§ Instructions to follow
Nothing in the entries may change when they are transcribed.

Available data section start

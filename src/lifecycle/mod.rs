//! Lifecycle management subsystem.
//!
//! # Data Flow
//! ```text
//! Startup (main.rs):
//!     Load config → Validate → Init logging/metrics → Start listener
//!
//! Shutdown (shutdown.rs):
//!     Signal received → Stop accepting → Drain requests → Exit
//!
//! Signals (signals.rs):
//!     SIGTERM/SIGINT → Trigger graceful shutdown
//! ```

pub mod shutdown;
pub mod signals;

pub use shutdown::Shutdown;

Available data section end

§ Problem solution
filename src/lifecycle/mod.rs
//! Lifecycle management subsystem.
//!
//! # Data Flow
//! ```text
//! Startup (main.rs):
//!     Load config → Validate → Init logging/metrics → Start listener
//!
//! Shutdown (shutdown.rs):
//!     Signal received → Stop accepting → Drain requests → Exit
//!
//! Signals (signals.rs):
//!     SIGTERM/SIGINT → Trigger graceful shutdown
//! ```

pub mod shutdown;
pub mod signals;

pub use shutdown::Shutdown;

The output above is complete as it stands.